E proprio a proposito della pista internazionale, Pietro ha detto che la Stasi (la polizia segreta tedesca sciolta nel 1990, ndr) avrebbe avuto un ruolo, come confermato da alcune lettere, ma secondo lui lo avrebbe fatto solo per questioni personali. Ha sottolineato come il magistrato Ilario Martella sostenesse la pista del depistaggio. Per il pm, Emanuela sarebbe stata rapita per poi chiedere la liberazione di Ali Agca, che nel 1981 tentò di uccidere Giovanni Paolo II. «Martella – ha aggiunto Orlandi – l’ha sempre pensata così sin da quando aveva in mano l’inchiesta. Quando parli con lui ti convinci che quello che dice sia vero».

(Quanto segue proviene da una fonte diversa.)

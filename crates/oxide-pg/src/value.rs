//! Native values and row containers.
//!
//! [`Value`] is the tagged union that every payload, filter operand and
//! scanned column passes through. [`ToValue`] and [`FromValue`] convert
//! between it and ordinary Rust types; [`Row`] is an insertion-ordered map
//! of column name to value.

use std::collections::{BTreeMap, HashMap};
use std::hash::BuildHasher;

use chrono::{DateTime, FixedOffset, NaiveDate, NaiveDateTime, NaiveTime, Utc};
use indexmap::IndexMap;
use serde::Serialize;

use crate::error::{Error, Result};

/// A native value understood by the coercion layer.
#[derive(Debug, Clone, PartialEq, Serialize)]
#[serde(untagged)]
pub enum Value {
    /// NULL value.
    Null,
    /// Boolean value.
    Bool(bool),
    /// Integer value.
    Int(i64),
    /// Float value.
    Float(f64),
    /// Text value.
    Text(String),
    /// Point in time.
    Timestamp(DateTime<Utc>),
    /// Structured value (maps, lists, nested records).
    Json(serde_json::Value),
}

impl Value {
    /// Returns `true` for [`Value::Null`].
    #[must_use]
    pub const fn is_null(&self) -> bool {
        matches!(self, Self::Null)
    }

    /// Returns `true` for [`Value::Text`].
    ///
    /// Text operands use `like` comparisons in the filter compiler.
    #[must_use]
    pub const fn is_text(&self) -> bool {
        matches!(self, Self::Text(_))
    }

    /// Returns `true` for integers and floats.
    #[must_use]
    pub const fn is_numeric(&self) -> bool {
        matches!(self, Self::Int(_) | Self::Float(_))
    }

    /// Short name of the variant, used in error messages.
    #[must_use]
    pub const fn kind_name(&self) -> &'static str {
        match self {
            Self::Null => "null",
            Self::Bool(_) => "bool",
            Self::Int(_) => "int",
            Self::Float(_) => "float",
            Self::Text(_) => "text",
            Self::Timestamp(_) => "timestamp",
            Self::Json(_) => "json",
        }
    }

    /// Converts to a JSON value. Timestamps become RFC 3339 strings.
    #[must_use]
    pub fn to_json(&self) -> serde_json::Value {
        match self {
            Self::Null => serde_json::Value::Null,
            Self::Bool(b) => serde_json::Value::Bool(*b),
            Self::Int(n) => serde_json::Value::from(*n),
            Self::Float(f) => serde_json::Number::from_f64(*f)
                .map_or(serde_json::Value::Null, serde_json::Value::Number),
            Self::Text(s) => serde_json::Value::String(s.clone()),
            Self::Timestamp(dt) => serde_json::Value::String(dt.to_rfc3339()),
            Self::Json(j) => j.clone(),
        }
    }

    /// Converts a JSON value back, keeping scalars as scalars.
    #[must_use]
    pub fn from_json(json: serde_json::Value) -> Self {
        match json {
            serde_json::Value::Null => Self::Null,
            serde_json::Value::Bool(b) => Self::Bool(b),
            serde_json::Value::Number(n) => n
                .as_i64()
                .map_or_else(|| n.as_f64().map_or(Self::Null, Self::Float), Self::Int),
            serde_json::Value::String(s) => Self::Text(s),
            other => Self::Json(other),
        }
    }
}

// ================================================================
// ToValue
// ================================================================

/// Trait for types that can be converted to a [`Value`].
pub trait ToValue {
    /// Converts the value to a `Value`.
    fn to_value(&self) -> Value;
}

impl ToValue for Value {
    fn to_value(&self) -> Value {
        self.clone()
    }
}

impl<T: ToValue + ?Sized> ToValue for &T {
    fn to_value(&self) -> Value {
        (**self).to_value()
    }
}

impl ToValue for bool {
    fn to_value(&self) -> Value {
        Value::Bool(*self)
    }
}

macro_rules! impl_to_value_int {
    ($($ty:ty),+) => {
        $(
            impl ToValue for $ty {
                fn to_value(&self) -> Value {
                    Value::Int(i64::from(*self))
                }
            }
        )+
    };
}

impl_to_value_int!(i8, i16, i32, i64, u8, u16, u32);

macro_rules! impl_to_value_wide_int {
    ($($ty:ty),+) => {
        $(
            impl ToValue for $ty {
                fn to_value(&self) -> Value {
                    // Out of i64 range: keep the digits, the engine casts them.
                    i64::try_from(*self).map_or_else(|_| Value::Text(self.to_string()), Value::Int)
                }
            }
        )+
    };
}

impl_to_value_wide_int!(u64, usize, isize);

impl ToValue for f64 {
    fn to_value(&self) -> Value {
        Value::Float(*self)
    }
}

impl ToValue for f32 {
    fn to_value(&self) -> Value {
        Value::Float(f64::from(*self))
    }
}

impl ToValue for str {
    fn to_value(&self) -> Value {
        Value::Text(self.to_string())
    }
}

impl ToValue for String {
    fn to_value(&self) -> Value {
        Value::Text(self.clone())
    }
}

impl ToValue for char {
    fn to_value(&self) -> Value {
        Value::Text(self.to_string())
    }
}

impl ToValue for DateTime<Utc> {
    fn to_value(&self) -> Value {
        Value::Timestamp(*self)
    }
}

impl ToValue for DateTime<FixedOffset> {
    fn to_value(&self) -> Value {
        Value::Timestamp(self.with_timezone(&Utc))
    }
}

impl ToValue for NaiveDateTime {
    fn to_value(&self) -> Value {
        Value::Timestamp(self.and_utc())
    }
}

impl ToValue for NaiveDate {
    fn to_value(&self) -> Value {
        Value::Timestamp(self.and_time(NaiveTime::MIN).and_utc())
    }
}

impl ToValue for serde_json::Value {
    fn to_value(&self) -> Value {
        Value::Json(self.clone())
    }
}

impl<T: ToValue> ToValue for Option<T> {
    fn to_value(&self) -> Value {
        self.as_ref().map_or(Value::Null, ToValue::to_value)
    }
}

impl<T: ToValue> ToValue for Vec<T> {
    fn to_value(&self) -> Value {
        Value::Json(serde_json::Value::Array(
            self.iter().map(|v| v.to_value().to_json()).collect(),
        ))
    }
}
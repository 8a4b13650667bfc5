//! Query parameters and compiled clause fragments.

use super::filter::Filter;

/// The abstract query: projection, filter, sort, paging and grouping.
#[derive(Debug, Clone, Default, PartialEq)]
pub struct QueryParam {
    /// Projected columns; empty selects `*`.
    pub select: Vec<String>,
    /// Row filter.
    pub filter: Option<Filter>,
    /// Sort keys; a leading `-` sorts descending.
    pub sort: Vec<String>,
    /// Rows to skip; 0 skips nothing.
    pub skip: u64,
    /// Rows to return; 0 means unbounded.
    pub take: u64,
    /// Grouping columns.
    pub group_by: Vec<String>,
}

impl QueryParam {
    /// Creates an empty query.
    #[must_use]
    pub fn new() -> Self {
        Self::default()
    }

    /// Sets the projection.
    #[must_use]
    pub fn select(mut self, fields: &[&str]) -> Self {
        self.select = to_strings(fields);
        self
    }

    /// Sets the filter.
    #[must_use]
    pub fn filter(mut self, filter: Filter) -> Self {
        self.filter = Some(filter);
        self
    }

    /// Sets the sort keys.
    #[must_use]
    pub fn sort(mut self, fields: &[&str]) -> Self {
        self.sort = to_strings(fields);
        self
    }

    /// Sets the number of rows to skip.
    #[must_use]
    pub const fn skip(mut self, skip: u64) -> Self {
        self.skip = skip;
        self
    }

    /// Sets the maximum number of rows.
    #[must_use]
    pub const fn take(mut self, take: u64) -> Self {
        self.take = take;
        self
    }

    /// Sets the grouping columns.
    #[must_use]
    pub fn group_by(mut self, fields: &[&str]) -> Self {
        self.group_by = to_strings(fields);
        self
    }
}

pub(crate) fn to_strings(fields: &[&str]) -> Vec<String> {
    fields.iter().map(ToString::to_string).collect()
}

/// Compiled SQL fragments of a [`QueryParam`].
///
/// Every fragment except `select_fields` is empty when its clause is
/// omitted, and otherwise carries its own keyword.
#[derive(Debug, Clone, Default, PartialEq, Eq)]
pub struct ClauseSet {
    /// Comma-joined projection or `*`.
    pub select_fields: String,
    /// `WHERE <expr>`.
    pub where_sql: String,
    /// `ORDER BY <keys>`.
    pub sort_sql: String,
    /// `OFFSET <n>`.
    pub skip_sql: String,
    /// `LIMIT <n>`.
    pub take_sql: String,
    /// `GROUP BY <fields>`.
    pub group_sql: String,
}

impl ClauseSet {
    /// Assembles a `SELECT` over `table`.
    #[must_use]
    pub fn select_sql(&self, table: &str) -> String {
        let mut sql = format!("SELECT {} FROM {table}", self.select_fields);
        for fragment in [
            &self.where_sql,
            &self.group_sql,
            &self.sort_sql,
            &self.take_sql,
            &self.skip_sql,
        ] {
            if !fragment.is_empty() {
                sql.push(' ');
                sql.push_str(fragment);
            }
        }
        sql
    }
}

/// Projection: trimmed names joined by `, `, or `*`.
#[must_use]
pub fn projection(fields: &[String]) -> String {
    let fields: Vec<&str> = fields
        .iter()
        .map(|f| f.trim())
        .filter(|f| !f.is_empty())
        .collect();
    if fields.is_empty() {
        "*".to_string()
    } else {
        fields.join(", ")
    }
}

/// `ORDER BY` clause; `-name` becomes `name desc`.
#[must_use]
pub fn order_by(fields: &[String]) -> String {
    let keys: Vec<String> = fields
        .iter()
        .map(|f| f.trim())
        .filter(|f| !f.is_empty() && *f != "-")
        .map(|f| {
            f.strip_prefix('-')
                .map_or_else(|| f.to_string(), |column| format!("{} desc", column.trim()))
        })
        .collect();
    if keys.is_empty() {
        String::new()
    } else {
        format!("ORDER BY {}", keys.join(", "))
    }
}

/// `GROUP BY` clause, empty for no fields.
#[must_use]
pub fn group_by(fields: &[String]) -> String {
    let fields: Vec<&str> = fields
        .iter()
        .map(|f| f.trim())
        .filter(|f| !f.is_empty())
        .collect();
    if fields.is_empty() {
        String::new()
    } else {
        format!("GROUP BY {}", fields.join(","))
    }
}

/// `LIMIT` clause; 0 is unbounded and omits it.
#[must_use]
pub fn take(n: u64) -> String {
    if n == 0 {
        String::new()
    } else {
        format!("LIMIT {n}")
    }
}

/// `OFFSET` clause, omitted for 0.
#[must_use]
pub fn skip(n: u64) -> String {
    if n == 0 {
        String::new()
    } else {
        format!("OFFSET {n}")
    }
}

#[cfg(test)]
mod tests {
    use super::*;

    #[test]
    fn test_projection() {
        assert_eq!(projection(&[]), "*");
        assert_eq!(projection(&to_strings(&[" id ", "title", ""])), "id, title");
    }

    #[test]
    fn test_order_by() {
        assert_eq!(order_by(&to_strings(&["name", "-created"])), "ORDER BY name, created desc");
        assert_eq!(order_by(&[]), "");
    }

    #[test]
    fn test_take_zero_is_unbounded() {
        assert_eq!(take(0), "");
        assert_eq!(take(10), "LIMIT 10");
        assert_eq!(skip(0), "");
        assert_eq!(skip(20), "OFFSET 20");
    }

    #[test]
    fn test_group_by() {
        assert_eq!(group_by(&[]), "");
        assert_eq!(group_by(&to_strings(&["kind", "owner"])), "GROUP BY kind,owner");
    }

    #[test]
    fn test_select_sql_clause_order() {
        let clauses = ClauseSet {
            select_fields: "kind, count(*)".to_string(),
            where_sql: "WHERE age > 3".to_string(),
            sort_sql: "ORDER BY kind".to_string(),
            skip_sql: "OFFSET 5".to_string(),
            take_sql: "LIMIT 10".to_string(),
            group_sql: "GROUP BY kind".to_string(),
        };
        assert_eq!(
            clauses.select_sql("pets"),
            "SELECT kind, count(*) FROM pets WHERE age > 3 GROUP BY kind ORDER BY kind LIMIT 10 OFFSET 5"
        );
    }
}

Il caso Orlandi è stato tirato in ballo anche nella recente polemica sollevata dalla Chiesa in merito al film Parthenope di Paolo Sorrentino, in cui si è inserito uno degli attori Peppe Lanzetta, il quale ha risposto alle critiche con un lapidario «la Chiesa pensasse a dare le risposte che Pietro Orlandi aspetta da 40 anni». A riguardo lo stesso Orlandi ha affermato: «Ho letto queste dichiarazioni, di fatto Lanzetta dice quello che io penso da sempre».
La fiducia di Pietro, che nonostante tutto lotta anche per dare giustizia alle sue sorelle e a sua madre 95enne, è riposta invece nella procura di Roma e nella commissione parlamentare di inchiesta. Nonostante pare che non siano mancate le pressioni del Vaticano per rallentare o addirittura annullare la formazione di quest’ultima, l’organo ha iniziato a lavorare e lo ha fatto sotto i migliori auspici.  «È stato chiaro sin da subito – ha precisato – che questa non è una questione politica, maggioranza e opposizione si sono messe a disposizione e per un attimo sembrava che tutti i componenti fossero di un unico grande partito. Quella di Emanuela dovrà essere la voce di tante altre famiglie che hanno vissuto il mio stesso incubo».

Della commissione avrebbe dovuto far parte anche il giornalista Andrea Purgatori come consulente esterno: «Era un suo desiderio– ha spiegato Orlandi –, eravamo certi che sarebbe stato coinvolto. Sono convinto che la sua presenza avrebbe dato un grande contributo». E sulle circostanze della morte del giornalista di La7, Orlandi prosegue: «Non voglio pensare nella maniera catastrofica, ma sicuramente la cosa è anomala. Al di là del dolore personale per la perdita di un amico che mi stava aiutando, è assurdo che due luminari della medicina abbiano visualizzato una metastasi al cervello dove non c’era e lo abbiano per questo bombardato con le varie radioterapie. Pare sia questa la causa della sua morte e che l’infezione che aveva poteva essere curata con un antibiotico. Quel tumore ai polmoni sarebbe rimasto, ma Andrea avrebbe potuto vivere anche per altri anni».

Prima di andare via agli oltre mille studenti in sala, tutti attoniti, non ha nascosto l’emozione e ha ammesso che stando tra loro ha sentito che il sacrificio di Emanuela non è stato vano: «Mia sorella aveva quasi la vostra età – ha spiegato – e quando voi mi parlate o mi abbracciate io la sento vicina. Mi fate capire che in voi c’è un forte senso di giustizia anche nei confronti di un qualcosa successo quaranta anni fa. La verità verrà fuori – ha concluso – ma non possiamo rassegnarci, non possiamo abbassare la testa dinanzi a un’ingiustizia».